ちなみに、国内2位は【9432】NTT(1兆1,810億円)、3位は【8306】三菱フィナンシャルグループ(1兆1,308億円)です。


しかし、景気減速懸念が強まるなか、コンテナ船頼みの経営には、危うさもあります。


前期は、コンテナの積高は増えておらず、増益要因の大半は、運賃上昇によるものです。


運賃上昇による増益が145億ドルと、全体の増益額を上回っています。


運賃はコロナ禍以前の2018年4~6月期に比べて、北米向け航路で2.5倍、欧州向け航路で4.7倍に上昇しました。


ONEは、世界的に見ても収益力が高く、2022年1~3月期、売上高EBITDA(営業利益+原価償却費)比率は、65%と、コンテナ船世界2位のデンマークAPモラー・マースクや3位の仏CMA-CGM、5位の独ハパロックロイドを上回ります。


ドル箱と言われる、アジア-北米航路が、3割と高いためです。


6月には、親会社3社に、配当金25億ドルを支払いました。


2021年11月と2022年3月にも支払っており、合計約84億ドルで、配当性向は約50%になります。


課題は、成長戦略をどう進めるかです。


浮き沈みの大きい、コンテナ船事業だけに頼るのはリスクが大きく、世界の大手は、事業の多角化を進めています。


スイスのコンテナ船最大手MSCは、3月に仏ボロレのアフリカ物流事業を57億ユーロ(約7,700億円)で買収しました。


APモラー・マークスは、昨年、香港物流会社LFロジスティックを、2022年には米物流会社パイロットフレイトサービスを買収すると発表しています。


しかし、ONEは、多角化とは一線を画し、環境戦略を主軸に、コンテナ船事業に注力します。


2030年までに、二酸化炭素(CO2)排出量の少ない船舶などの増設に200億ドル以上投じる計画です。

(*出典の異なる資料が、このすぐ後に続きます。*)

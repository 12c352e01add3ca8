use url::Url;

use crate::error::ConfigError;

pub fn validate_http_url(name: &'static str, raw: &str) -> Result<Url, ConfigError> {
    let trimmed = raw.trim();
    if trimmed.is_empty() {
        return Err(ConfigError::InvalidUrl {
            name,
            reason: "url must not be empty".to_string(),
        });
    }
    let parsed = Url::parse(trimmed).map_err(|err| ConfigError::InvalidUrl {
        name,
        reason: err.to_string(),
    })?;
    match parsed.scheme() {
        "http" | "https" => Ok(parsed),
        scheme => Err(ConfigError::InvalidUrl {
            name,
            reason: format!("only http or https is allowed, got {scheme}"),
        }),
    }
}

#[cfg(test)]
mod tests {
    use super::*;

    #[test]
    fn test_accepts_http_and_https() {
        assert!(validate_http_url("X", "http://localhost:8000").is_ok());
        assert!(validate_http_url("X", " https://example.com/api ").is_ok());
    }

    #[test]
    fn test_rejects_other_schemes() {
        let err = validate_http_url("X", "ftp://example.com").unwrap_err();
        assert!(err.to_string().contains("ftp"));
        assert!(validate_http_url("X", "").is_err());
        assert!(validate_http_url("X", "not a url").is_err());
    }
}
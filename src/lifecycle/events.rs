use crate::job::GenerationJob;

/// Change notifications emitted by the job store, newest state included.
#[derive(Debug, Clone, PartialEq)]
pub enum JobEvent {
    Queued(GenerationJob),
    Processing { job_id: String },
    Progress { job_id: String, progress: f32 },
    Completed { job_id: String, result_url: String },
    Failed { job_id: String, error: String },
    Cleared,
}

impl JobEvent {
    pub fn job_id(&self) -> Option<&str> {
        match self {
            Self::Queued(job) => Some(&job.id),
            Self::Processing { job_id }
            | Self::Progress { job_id, .. }
            | Self::Completed { job_id, .. }
            | Self::Failed { job_id, .. } => Some(job_id),
            Self::Cleared => None,
        }
    }

    pub fn is_terminal(&self) -> bool {
        matches!(self, Self::Completed { .. } | Self::Failed { .. })
    }
}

ただ、コンテナ船事業への依存に、危うさがあることは否めません。


親会社3社の業績予測から推定すると、今期の純利益は、3割減の1兆4,000億前後の見通しです。


中国、上海航運交易所によると、6月中旬の上海発のコンテナ船運賃は、4月上旬に比べて、米国向けが5%、欧州向けが10%安と、下落しています。


親会社の業績への影響は大きく、経常予想のうち、ONEの利益が、日本郵船が7割、商船三井が8割、川崎汽船が9割を占めます。